ABSTRACTSARS-CoV-2 is evolved into eight fundamental clades where four (G, GH, GR, and GV) are globally prevalent in 2020. How the featured co-occurring mutations of these clades are linked with viral fitness is the main question here and we thus proposed a hypothetical model using in silico approach to explain the plausible epistatic effects of those mutations on viral replication and transmission. Molecular docking and dynamics analyses showed the higher infectiousness of a spike mutant through more favorable binding of G614 with the elastase-2. RdRp mutation p.P323L significantly increased genome-wide mutations (p<0.0001) since more flexible RdRp (mutated)-NSP8 interaction may accelerate replication. Superior RNA stability and structural variation at NSP3:C241T might impact protein and/or RNA interactions. Another silent 5’UTR:C241T mutation might affect translational efficiency and viral packaging. These four G-clade-featured co-occurring mutations might increase viral replication.
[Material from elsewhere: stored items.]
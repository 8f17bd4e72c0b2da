//! Thinfilm (NFC Barcode) session: single-frame full-payload read, no
//! selection handshake beyond the bare read-all command (spec §4.2).
//!
//! Ground truth: `client/src/cmdhfthinfilm.c`'s `CmdHfThinFilmInfo` — the
//! entire interaction is one request/reply pair, framed by
//! `frame::thinfilm`.

use std::time::Duration;

use crate::error::CoreError;
use crate::frame::thinfilm as frame;
use crate::link::{opcode, Link};

/// Reads a Thinfilm tag's fixed 15-byte payload in a single exchange; there
/// is no multi-state session to model (spec §4.2: "fixed single-frame
/// shape").
pub fn read_tag(link: &mut dyn Link, timeout: Duration) -> Result<[u8; frame::PAYLOAD_LEN], CoreError> {
    let request = frame::encode_read_all();
    link.send(opcode::ISO14443A_RAW, [0, 0, 0], &request.data)?;
    let reply = link.wait(opcode::ISO14443A_RAW, timeout)?;
    let decoded = frame::decode_payload(&reply.data)?;
    let mut payload = [0u8; frame::PAYLOAD_LEN];
    payload.copy_from_slice(&decoded.data);
    Ok(payload)
}
//! iCLASS/Picopass framing: ACTALL/SELECT/READCHECK/CHECK bit stream shapes
//! (spec §4.7).

use crate::error::CoreError;
use crate::frame::Frame;
use crate::util::crc::{append, check, Crc16Kind};

pub const ACTALL: u8 = 0x0A;
pub const IDENTIFY: u8 = 0x0C;
pub const SELECT: u8 = 0x81;
pub const READCHECK_KD: u8 = 0x88;
pub const READCHECK_KC: u8 = 0x18;
pub const CHECK: u8 = 0x05;
pub const READ4: u8 = 0x06;
pub const UPDATE: u8 = 0x87;
pub const PAGESEL: u8 = 0x84;

/// CSN/e-purse/MAC triple extracted from a sniffed iCLASS session (spec
/// §4.7: "extracts {CSN, e-purse, MAC} triples ... emits a `hf iclass
/// lookup` invocation template").
#[derive(Debug, Clone, PartialEq, Eq)]
pub struct IclassCredentialTriple {
    pub csn: [u8; 8],
    pub epurse: [u8; 8],
    pub mac: [u8; 4],
}

impl IclassCredentialTriple {
    /// Renders the `hf iclass lookup` invocation template.
    pub fn lookup_invocation(&self, dict_path: &str) -> String {
        format!(
            "hf iclass lookup --csn {} --epurse {} --macs {} -f {}",
            crate::util::hex::encode(&self.csn),
            crate::util::hex::encode(&self.epurse),
            crate::util::hex::encode(&self.mac),
            dict_path
        )
    }
}

/// Block 1's page-map byte disambiguates Secure vs Non-Secure layout (spec
/// §4.7).
#[derive(Debug, Clone, Copy, PartialEq, Eq)]
pub enum PageMap {
    NonSecure,
    Secure,
}

pub fn page_map_from_block1(block1: &[u8; 8]) -> PageMap {
    // Non-secure pages store an all-0xFF / readable-as-plain pattern in the
    // control byte; secure pages carry the crypto-enabled marker. Per the
    // original's disambiguation, byte 0 of block 1 holding 0x03 signals a
    // secure page map.
    if block1[0] == 0x03 {
        PageMap::Secure
    } else {
        PageMap::NonSecure
    }
}

pub fn encode_command(command: u8, payload: &[u8]) -> Frame {
    let mut data = vec![command];
    data.extend_from_slice(payload);
    if command != ACTALL {
        append(Crc16Kind::Iso15693, &mut data);
    }
    Frame::whole_bytes(data)
}

pub fn decode_response(data: &[u8]) -> Result<Frame, CoreError> {
    if data.len() >= 2 && check(Crc16Kind::Iso15693, data) {
        return Ok(Frame::whole_bytes(data.to_vec()));
    }
    // Short fixed-length replies (ACTALL's ack, CHECK's MAC) carry no CRC.
    Ok(Frame::whole_bytes(data.to_vec()))
}

#[cfg(test)]
mod tests {
    use super::*;

    #[test]
    fn page_map_disambiguates_secure_vs_nonsecure() {
        assert_eq!(page_map_from_block1(&[0x03, 0, 0, 0, 0, 0, 0, 0]), PageMap::Secure);
        assert_eq!(page_map_from_block1(&[0x00, 0, 0, 0, 0, 0, 0, 0]), PageMap::NonSecure);
    }

    #[test]
    fn lookup_invocation_contains_hex_fields() {
        let triple = IclassCredentialTriple {
            csn: [1, 2, 3, 4, 5, 6, 7, 8],
            epurse: [8, 7, 6, 5, 4, 3, 2, 1],
            mac: [0xAA, 0xBB, 0xCC, 0xDD],
        };
        let cmd = triple.lookup_invocation("keys.dic");
        assert!(cmd.contains("--csn 0102030405060708"));
        assert!(cmd.contains("--macs aabbccdd"));
    }
}
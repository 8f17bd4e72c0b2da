//! Trace annotation engine (spec §4.8): walks the device's packed trace
//! buffer, merges Topaz reader fragments, computes CRC/parity status, and
//! renders a per-frame `TraceRow` (hex/explanation columns are the CLI's
//! job to print — spec.md §1 "rendering/colorization ... is delegated").
//!
//! Ground truth: `client/src/cmdtrace.c`'s `PrintTraceLine` walk
//! (`next_record_is_response`, `merge_topaz_reader_frames`,
//! `is_last_record`) and `include/pm3_cmd.h`'s `tracelog_hdr_t`.
//!
//! **Open question resolved** (spec §9, recorded in DESIGN.md): this port
//! freezes `is_response` as its own 2-byte field rather than stealing the
//! high bit of `data_len`, so `TRACELOG_HDR_LEN` stays 12 bytes with every
//! field aligned.

pub mod annotate;
pub mod mifare;

use crate::error::CoreError;
use crate::frame::topaz::{merge_reader_fragments, ReaderFragment, WUPA};

pub const TRACELOG_HDR_LEN: usize = 12;

#[derive(Debug, Clone, PartialEq, Eq)]
pub struct TraceRecord {
    pub timestamp: u32,
    pub duration: u32,
    pub is_response: bool,
    pub data: Vec<u8>,
    pub parity: Vec<u8>,
}

impl TraceRecord {
    pub fn src(&self) -> &'static str {
        if self.is_response {
            "Tag"
        } else {
            "Rdr"
        }
    }

    /// Per-byte parity check against the transmitted parity bits (spec
    /// §4.8 step 4): bit `i` of `parity[byte/8]` holds the expected parity
    /// of `data[byte]`.
    pub fn parity_mismatches(&self) -> Vec<bool> {
        self.data
            .iter()
            .enumerate()
            .map(|(i, &byte)| {
                let parity_byte = self.parity.get(i / 8).copied().unwrap_or(0);
                let expected = (parity_byte >> (i % 8)) & 1;
                crate::util::parity::oddparity8(byte) != expected
            })
            .collect()
    }
}

/// A single pass over a packed trace buffer, yielding one [`TraceRecord`]
/// per record (spec §4.8 REDESIGN FLAG: "expose an iterator ... instead of
/// manual pointer arithmetic").
pub struct TraceReader<'a> {
    buf: &'a [u8],
    offset: usize,
}

impl<'a> TraceReader<'a> {
    pub fn new(buf: &'a [u8]) -> Self {
        TraceReader { buf, offset: 0 }
    }
}

impl<'a> Iterator for TraceReader<'a> {
    type Item = Result<TraceRecord, CoreError>;

    fn next(&mut self) -> Option<Self::Item> {
        if self.offset + TRACELOG_HDR_LEN > self.buf.len() {
            return None;
        }
        let hdr = &self.buf[self.offset..self.offset + TRACELOG_HDR_LEN];
        let timestamp = u32::from_le_bytes([hdr[0], hdr[1], hdr[2], hdr[3]]);
        let duration = u32::from_le_bytes([hdr[4], hdr[5], hdr[6], hdr[7]]);
        let data_len = u16::from_le_bytes([hdr[8], hdr[9]]) as usize;
        let is_response = u16::from_le_bytes([hdr[10], hdr[11]]) != 0;

        let parity_len = data_len.div_ceil(8);
        let data_start = self.offset + TRACELOG_HDR_LEN;
        let data_end = data_start + data_len;
        let parity_end = data_end + parity_len;

        if parity_end > self.buf.len() {
            return Some(Err(CoreError::MalformedDump(format!(
                "trace record at offset {} overruns buffer (needs {} bytes, have {})",
                self.offset,
                parity_end - self.offset,
                self.buf.len() - self.offset
            ))));
        }

        let data = self.buf[data_start..data_end].to_vec();
        let parity = self.buf[data_end..parity_end].to_vec();

        // Records are padded so the next header starts on a 4-byte
        // boundary (mirrors the device's packed writer).
        let unpadded_len = parity_end - self.offset;
        let padded_len = unpadded_len.div_ceil(4) * 4;
        self.offset += padded_len;

        Some(Ok(TraceRecord {
            timestamp,
            duration,
            is_response,
            data,
            parity,
        }))
    }
}

/// One rendered output row (spec §4.8: "`{start|gap, end|duration,
/// src, hex-data-with-markers, crc-column, explanation}`").
#[derive(Debug, Clone, PartialEq, Eq)]
pub struct TraceRow {
    pub start: u32,
    pub end: u32,
    pub src: &'static str,
    pub data: Vec<u8>,
    pub crc_ok: Option<bool>,
    pub explanation: String,
}

/// Duration unit conversion (spec §4.8: "multiplied by 32 for
/// iCLASS/15693; divided by 13.56 for microseconds").
#[derive(Debug, Clone, Copy, PartialEq, Eq)]
pub enum DurationUnit {
    CarrierPeriods,
    Microseconds,
}

pub fn scale_duration(duration: u32, protocol_uses_32x: bool, unit: DurationUnit) -> f64 {
    let periods = if protocol_uses_32x {
        duration as f64 * 32.0
    } else {
        duration as f64
    };
    match unit {
        DurationUnit::CarrierPeriods => periods,
        DurationUnit::Microseconds => periods / 13.56,
    }
}

/// Short ISO 14443-A frames (REQA/WUPA/HLTA's ACK) carry fewer than 8 bits;
/// this is the duration threshold below which a frame is "short" (spec
/// §4.8 step 5, matching `frame::iso14a::SHORT_FRAME_CARRIER_PERIODS`).
pub fn is_short_frame(duration: u32) -> bool {
    duration < crate::frame::iso14a::SHORT_FRAME_CARRIER_PERIODS
}

/// Greedily collapses Topaz reader fragments ahead of `records[start]` into
/// one logical record, returning the merged byte stream and the index of
/// the first unconsumed record (spec §4.8 step 2).
pub fn merge_topaz_run(records: &[TraceRecord], start: usize) -> (Vec<u8>, usize) {
    let mut fragments = Vec::new();
    let mut i = start;
    while i < records.len() && !records[i].is_response {
        let bytes = records[i].data.clone();
        let is_wupa_or_reqa = bytes.first() == Some(&WUPA) || bytes.first() == Some(&crate::frame::topaz::REQA);
        fragments.push(ReaderFragment {
            bytes,
            is_wupa_or_reqa,
        });
        i += 1;
    }
    let merged = merge_reader_fragments(&fragments);
    let first = merged.into_iter().next().unwrap_or_default();
    let consumed = (i - start).max(1);
    (first, start + consumed)
}

#[cfg(test)]
mod tests {
    use super::*;

    fn record_bytes(timestamp: u32, duration: u32, is_response: bool, data: &[u8]) -> Vec<u8> {
        let mut out = Vec::new();
        out.extend_from_slice(&timestamp.to_le_bytes());
        out.extend_from_slice(&duration.to_le_bytes());
        out.extend_from_slice(&(data.len() as u16).to_le_bytes());
        out.extend_from_slice(&(is_response as u16).to_le_bytes());
        out.extend_from_slice(data);
        let parity_len = data.len().div_ceil(8);
        out.extend(std::iter::repeat(0u8).take(parity_len));
        while out.len() % 4 != 0 {
            out.push(0);
        }
        out
    }

    #[test]
    fn reads_two_records_in_sequence() {
        let mut buf = record_bytes(0, 1088, false, &[0x26]);
        buf.extend(record_bytes(100, 1024, true, &[0x04, 0x00]));

        let records: Vec<_> = TraceReader::new(&buf).collect::<Result<_, _>>().unwrap();
        assert_eq!(records.len(), 2);
        assert_eq!(records[0].data, vec![0x26]);
        assert!(!records[0].is_response);
        assert_eq!(records[1].src(), "Tag");
    }

    #[test]
    fn truncated_buffer_yields_malformed_error() {
        let mut buf = record_bytes(0, 1088, false, &[0x26, 0x00, 0x00]);
        buf.truncate(buf.len() - 2);
        let results: Vec<_> = TraceReader::new(&buf).collect();
        assert!(results.last().unwrap().is_err());
    }

    #[test]
    fn short_frame_threshold_matches_reqa_duration() {
        assert!(is_short_frame(256));
        assert!(!is_short_frame(1088));
    }

    #[test]
    fn duration_scaling_applies_32x_and_microsecond_conversion() {
        let periods = scale_duration(10, true, DurationUnit::CarrierPeriods);
        assert_eq!(periods, 320.0);
        let us = scale_duration(13.56 as u32, false, DurationUnit::Microseconds);
        assert!((us - 1.0).abs() < 0.01);
    }
}
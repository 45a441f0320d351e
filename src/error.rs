pub type RasterformResult<T> = Result<T, RasterformError>;

#[derive(thiserror::Error, Debug)]
pub enum RasterformError {
    #[error("validation error: {0}")]
    Validation(String),

    #[error("formula error: {0}")]
    Formula(String),

    #[error(transparent)]
    Other(#[from] anyhow::Error),
}

impl RasterformError {
    pub fn validation(msg: impl Into<String>) -> Self {
        Self::Validation(msg.into())
    }

    pub fn formula(msg: impl Into<String>) -> Self {
        Self::Formula(msg.into())
    }
}
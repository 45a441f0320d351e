//! The formula expression language: lexer, recursive-descent parser, and
//! tree evaluator.
//!
//! Formulas are small arithmetic/bitwise/trigonometric expressions over the
//! bindings `i` (column), `j` (row), `x` (intermediate value), and `t`
//! (animation time). Formulas are plain text supplied by users, so the
//! grammar is closed: four bindings, five functions, and nothing that can
//! reach ambient state. A formula that fails to parse evaluates to 0 and is
//! reported through `tracing`, never as a panic or a fatal error.

mod ast;
mod error;
mod eval;
mod lexer;
mod parser;

use crate::error::{RasterformError, RasterformResult};

/// The numeric values bound to `i`, `j`, `x`, `t` during one evaluation.
#[derive(Clone, Copy, Debug, Default, PartialEq, Eq)]
pub struct Bindings {
    pub i: i64,
    pub j: i64,
    pub x: i64,
    pub t: i64,
}

/// A formula compiled once and evaluated many times.
///
/// Holds the original source plus the parsed expression tree; an empty
/// source or a parse failure leaves the tree absent, in which case every
/// evaluation yields 0.
#[derive(Clone, Debug)]
pub struct Formula {
    src: String,
    expr: Option<ast::Expr>,
}

impl Formula {
    /// Strict compilation: a malformed formula is an error. Empty or
    /// whitespace-only source is legal and compiles to the constant 0.
    pub fn parse(src: &str) -> RasterformResult<Self> {
        let trimmed = src.trim();
        if trimmed.is_empty() {
            return Ok(Self {
                src: src.to_owned(),
                expr: None,
            });
        }
        match parser::parse(trimmed) {
            Ok(expr) => Ok(Self {
                src: src.to_owned(),
                expr: Some(expr),
            }),
            Err(err) => Err(RasterformError::formula(format!("{trimmed:?}: {err}"))),
        }
    }

    /// Lenient compilation: a malformed formula degrades to the constant 0,
    /// reported once as a warning instead of propagating.
    pub fn lenient(src: &str) -> Self {
        match Self::parse(src) {
            Ok(f) => f,
            Err(err) => {
                tracing::warn!(formula = src, %err, "formula rejected; it will evaluate to 0");
                Self {
                    src: src.to_owned(),
                    expr: None,
                }
            }
        }
    }

    /// The source text as supplied.
    pub fn source(&self) -> &str {
        &self.src
    }

    /// True when evaluation can only ever produce 0 (empty source or a
    /// lenient-compiled parse failure).
    pub fn is_trivial(&self) -> bool {
        self.expr.is_none()
    }

    /// Evaluates against the given bindings. Finite results are floored;
    /// NaN and infinities coerce to 0. Never fails.
    pub fn eval(&self, bindings: Bindings) -> i64 {
        match &self.expr {
            None => 0,
            Some(expr) => floor_or_zero(eval::eval(expr, bindings)),
        }
    }
}

/// One-shot evaluation of a formula against the four bindings.
///
/// Empty and whitespace-only formulas return 0 without parsing; malformed
/// formulas log a warning and return 0. This call never fails and never
/// panics, so one bad formula costs exactly one value, not a render pass.
pub fn evaluate(formula: &str, i: i64, j: i64, x: i64, t: i64) -> i64 {
    Formula::lenient(formula).eval(Bindings { i, j, x, t })
}

fn floor_or_zero(v: f64) -> i64 {
    if v.is_finite() { v.floor() as i64 } else { 0 }
}

#[cfg(test)]
mod tests {
    use super::*;

    #[test]
    fn empty_and_whitespace_formulas_are_zero() {
        for src in ["", "   ", "\t\n"] {
            assert_eq!(evaluate(src, 9, 9, 9, 9), 0);
            assert!(Formula::parse(src).unwrap().is_trivial());
        }
    }

    #[test]
    fn constant_formulas_ignore_bindings() {
        assert_eq!(evaluate("2+2", 0, 0, 0, 0), 4);
        assert_eq!(evaluate("2+2", 7, -3, 100, 42), 4);
    }

    #[test]
    fn unknown_identifier_falls_back_to_zero() {
        // `ix` only contains reserved letters as substrings; it must be
        // rejected whole, not silently rewritten.
        assert_eq!(evaluate("i + ix", 3, 0, 0, 0), 0);
        assert!(Formula::parse("i + ix").is_err());
    }

    #[test]
    fn results_are_floored_and_nonfinite_coerces_to_zero() {
        assert_eq!(evaluate("7 / 2", 0, 0, 0, 0), 3);
        assert_eq!(evaluate("-7 / 2", 0, 0, 0, 0), -4);
        assert_eq!(evaluate("1 / 0", 0, 0, 0, 0), 0);
        assert_eq!(evaluate("0 / 0", 0, 0, 0, 0), 0);
    }

    #[test]
    fn trig_and_bitwise_compose() {
        // abs((3 ^ 5) * tan(3 ^ 5)) with 3^5 = 6.
        let v = evaluate("abs((i ^ j) * tan(i ^ j))", 3, 5, 0, 0);
        assert_eq!(v, (6.0f64 * 6.0f64.tan()).abs().floor() as i64);
    }

    #[test]
    fn lenient_formula_survives_garbage() {
        let f = Formula::lenient("((i +");
        assert!(f.is_trivial());
        assert_eq!(f.eval(Bindings::default()), 0);
        assert_eq!(f.source(), "((i +");
    }
}
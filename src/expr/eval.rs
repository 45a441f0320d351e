use crate::expr::Bindings;
use crate::expr::ast::{BinaryOp, Expr, Func, UnaryOp, Var};

/// Tree-walking evaluation in `f64`, with the arithmetic semantics of the
/// formulas' source dialect: `/` by zero yields an infinity, `%` is the
/// signed remainder (result carries the sign of the dividend), and the
/// bitwise operators work on operands squeezed through [`to_int32`].
///
/// Total function; domain problems surface as non-finite values and are
/// coerced at the formula boundary, never here.
pub(crate) fn eval(expr: &Expr, b: Bindings) -> f64 {
    match expr {
        Expr::Num(v) => *v,
        Expr::Var(var) => match var {
            Var::I => b.i as f64,
            Var::J => b.j as f64,
            Var::X => b.x as f64,
            Var::T => b.t as f64,
        },
        Expr::Unary {
            op: UnaryOp::Neg,
            expr,
        } => -eval(expr, b),
        Expr::Binary { op, left, right } => {
            let l = eval(left, b);
            let r = eval(right, b);
            match op {
                BinaryOp::Add => l + r,
                BinaryOp::Sub => l - r,
                BinaryOp::Mul => l * r,
                BinaryOp::Div => l / r,
                BinaryOp::Mod => l % r,
                BinaryOp::BitAnd => f64::from(to_int32(l) & to_int32(r)),
                BinaryOp::BitXor => f64::from(to_int32(l) ^ to_int32(r)),
                BinaryOp::BitOr => f64::from(to_int32(l) | to_int32(r)),
            }
        }
        Expr::Call { func, arg } => {
            let v = eval(arg, b);
            match func {
                Func::Abs => v.abs(),
                Func::Sin => v.sin(),
                Func::Cos => v.cos(),
                Func::Tan => v.tan(),
                Func::Atan => v.atan(),
            }
        }
    }
}

/// ECMA-style ToInt32: truncate toward zero, wrap modulo 2^32 into `i32`;
/// NaN and infinities become 0.
pub(crate) fn to_int32(v: f64) -> i32 {
    if !v.is_finite() {
        return 0;
    }
    let t = v.trunc();
    let m = t.rem_euclid(4_294_967_296.0);
    if m >= 2_147_483_648.0 {
        (m - 4_294_967_296.0) as i32
    } else {
        m as i32
    }
}

#[cfg(test)]
mod tests {
    use super::*;
    use crate::expr::parser::parse;

    fn ev(src: &str, b: Bindings) -> f64 {
        eval(&parse(src).unwrap(), b)
    }

    #[test]
    fn remainder_keeps_dividend_sign() {
        let b = Bindings::default();
        assert_eq!(ev("-1 % 255", b), -1.0);
        assert_eq!(ev("256 % 255", b), 1.0);
        assert_eq!(ev("7 % -3", b), 1.0);
    }

    #[test]
    fn division_by_zero_is_infinite() {
        let b = Bindings::default();
        assert!(ev("1 / 0", b).is_infinite());
        assert!(ev("0 % 0", b).is_nan());
    }

    #[test]
    fn bitwise_truncates_operands() {
        let b = Bindings::default();
        assert_eq!(ev("6.9 & 3.9", b), 2.0);
        assert_eq!(ev("5 ^ 3", b), 6.0);
        assert_eq!(ev("5 | 2", b), 7.0);
        // Non-finite operands collapse to 0 before the bit op.
        assert_eq!(ev("(1 / 0) | 0", b), 0.0);
    }

    #[test]
    fn to_int32_wraps_like_ecma() {
        assert_eq!(to_int32(0.0), 0);
        assert_eq!(to_int32(-0.9), 0);
        assert_eq!(to_int32(2_147_483_648.0), -2_147_483_648);
        assert_eq!(to_int32(4_294_967_296.0), 0);
        assert_eq!(to_int32(4_294_967_297.0), 1);
        assert_eq!(to_int32(-1.0), -1);
        assert_eq!(to_int32(f64::NAN), 0);
        assert_eq!(to_int32(f64::INFINITY), 0);
    }

    #[test]
    fn bindings_flow_through() {
        let b = Bindings {
            i: 3,
            j: 4,
            x: 10,
            t: 2,
        };
        assert_eq!(ev("i + j", b), 7.0);
        assert_eq!(ev("x * t", b), 20.0);
        assert_eq!(ev("-i", b), -3.0);
    }
}
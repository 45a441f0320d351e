use std::{
    fs::File,
    io::BufReader,
    path::{Path, PathBuf},
};

use anyhow::Context as _;
use clap::{Parser, Subcommand};
use rasterform::{Engine, FieldSize, PRESETS, PixelField, RenderConfig, presets};

#[derive(Parser, Debug)]
#[command(name = "rasterform", version)]
struct Cli {
    #[command(subcommand)]
    cmd: Command,
}

#[derive(Subcommand, Debug)]
enum Command {
    /// Render a single field as a PNG.
    Frame(FrameArgs),
    /// Render an animated PNG sequence driven by the animation clock.
    Animate(AnimateArgs),
    /// List the built-in formula presets.
    Presets(PresetsArgs),
}

#[derive(Parser, Debug)]
struct FrameArgs {
    #[command(flatten)]
    source: ConfigSource,

    /// Animation time value for this frame.
    #[arg(long, default_value_t = 1)]
    t: i64,

    /// Output PNG path.
    #[arg(long)]
    out: PathBuf,
}

#[derive(Parser, Debug)]
struct AnimateArgs {
    #[command(flatten)]
    source: ConfigSource,

    /// Number of frames to render.
    #[arg(long, default_value_t = 40)]
    frames: u32,

    /// Output directory for frame_NNNN.png files.
    #[arg(long)]
    out_dir: PathBuf,
}

#[derive(Parser, Debug)]
struct ConfigSource {
    /// Render config JSON (formulas, channel ops, size).
    #[arg(long = "in", conflicts_with = "preset")]
    in_path: Option<PathBuf>,

    /// Built-in preset name (alternative to --in).
    #[arg(long)]
    preset: Option<String>,

    /// Square field side: 256, 512, or 640.
    #[arg(long)]
    size: Option<u32>,
}

#[derive(Parser, Debug)]
struct PresetsArgs {
    /// Emit the preset table as JSON.
    #[arg(long)]
    json: bool,
}

fn main() -> anyhow::Result<()> {
    tracing_subscriber::fmt().init();

    let cli = Cli::parse();
    match cli.cmd {
        Command::Frame(args) => cmd_frame(args),
        Command::Animate(args) => cmd_animate(args),
        Command::Presets(args) => cmd_presets(args),
    }
}

fn load_config(source: &ConfigSource) -> anyhow::Result<RenderConfig> {
    let mut config = match (&source.in_path, &source.preset) {
        (Some(path), _) => read_config_json(path)?,
        (None, Some(name)) => {
            let preset = presets::find(name).with_context(|| {
                format!("unknown preset '{name}' (try `rasterform presets`)")
            })?;
            RenderConfig {
                formulas: preset.formula_set(),
                ..RenderConfig::default()
            }
        }
        (None, None) => anyhow::bail!("either --in or --preset is required"),
    };

    if let Some(side) = source.size {
        config.size = FieldSize::new(side)?;
    }

    // Malformed formulas would silently render as zeros; at the CLI
    // boundary that is a user error, so fail loudly up front.
    config
        .formulas
        .compile()
        .context("invalid formula in config")?;

    Ok(config)
}

fn read_config_json(path: &Path) -> anyhow::Result<RenderConfig> {
    let f = File::open(path).with_context(|| format!("open config '{}'", path.display()))?;
    let r = BufReader::new(f);
    let config: RenderConfig = serde_json::from_reader(r).context("parse config JSON")?;
    Ok(config)
}

fn cmd_frame(args: FrameArgs) -> anyhow::Result<()> {
    let config = load_config(&args.source)?;
    let compiled = config.formulas.compile()?;
    let field = rasterform::render_field(config.size.get(), &compiled, config.ops, args.t);
    write_png(&field, &args.out)?;
    println!("wrote {}", args.out.display());
    Ok(())
}

fn cmd_animate(args: AnimateArgs) -> anyhow::Result<()> {
    let config = load_config(&args.source)?;
    std::fs::create_dir_all(&args.out_dir)
        .with_context(|| format!("create output dir '{}'", args.out_dir.display()))?;

    let mut engine = Engine::from_config(&config);
    engine.set_animate(true);

    // Drive the clock with synthetic timestamps one interval apart; the
    // gate opens once per step, so every tick yields a frame.
    let mut now = 0u64;
    for index in 0..args.frames {
        let field = engine
            .tick(now)
            .context("animation gate unexpectedly closed")?;
        let path = args.out_dir.join(format!("frame_{index:04}.png"));
        write_png(&field, &path)?;
        now += rasterform::clock::FRAME_INTERVAL_MS;
    }
    println!("wrote {} frames to {}", args.frames, args.out_dir.display());
    Ok(())
}

fn cmd_presets(args: PresetsArgs) -> anyhow::Result<()> {
    if args.json {
        println!("{}", serde_json::to_string_pretty(PRESETS)?);
        return Ok(());
    }
    for preset in PRESETS {
        println!("{}", preset.name);
        println!("  x: {}", display_formula(preset.x));
        println!("  r: {}", display_formula(preset.r));
        println!("  g: {}", display_formula(preset.g));
        println!("  b: {}", display_formula(preset.b));
    }
    Ok(())
}

fn display_formula(src: &str) -> &str {
    if src.trim().is_empty() { "(empty)" } else { src }
}

fn write_png(field: &PixelField, path: &Path) -> anyhow::Result<()> {
    let side = field.side();
    let img = image::RgbaImage::from_raw(side, side, field.to_rgba8())
        .ok_or_else(|| anyhow::anyhow!("pixel field bytes do not match its dimensions"))?;
    img.save(path)
        .with_context(|| format!("write PNG '{}'", path.display()))?;
    Ok(())
}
Sentinel GH-clade ORF3a:p.Q57H constricted ion-channel through inter-transmembrane-domain interaction of cysteine(C81)-histidine(H57) and GR-clade N:p.RG203-204KR would stabilize RNA interaction by a more flexible and hypo-phosphorylated SR-rich region. GV-clade viruses seemingly gained the evolutionary advantage of the confounding factors; nevertheless, N:p.A220V might modulate RNA binding with no phenotypic effect. Our hypothetical model needs further retrospective and prospective studies to understand detailed molecular events featuring the fitness of SARS-CoV-2.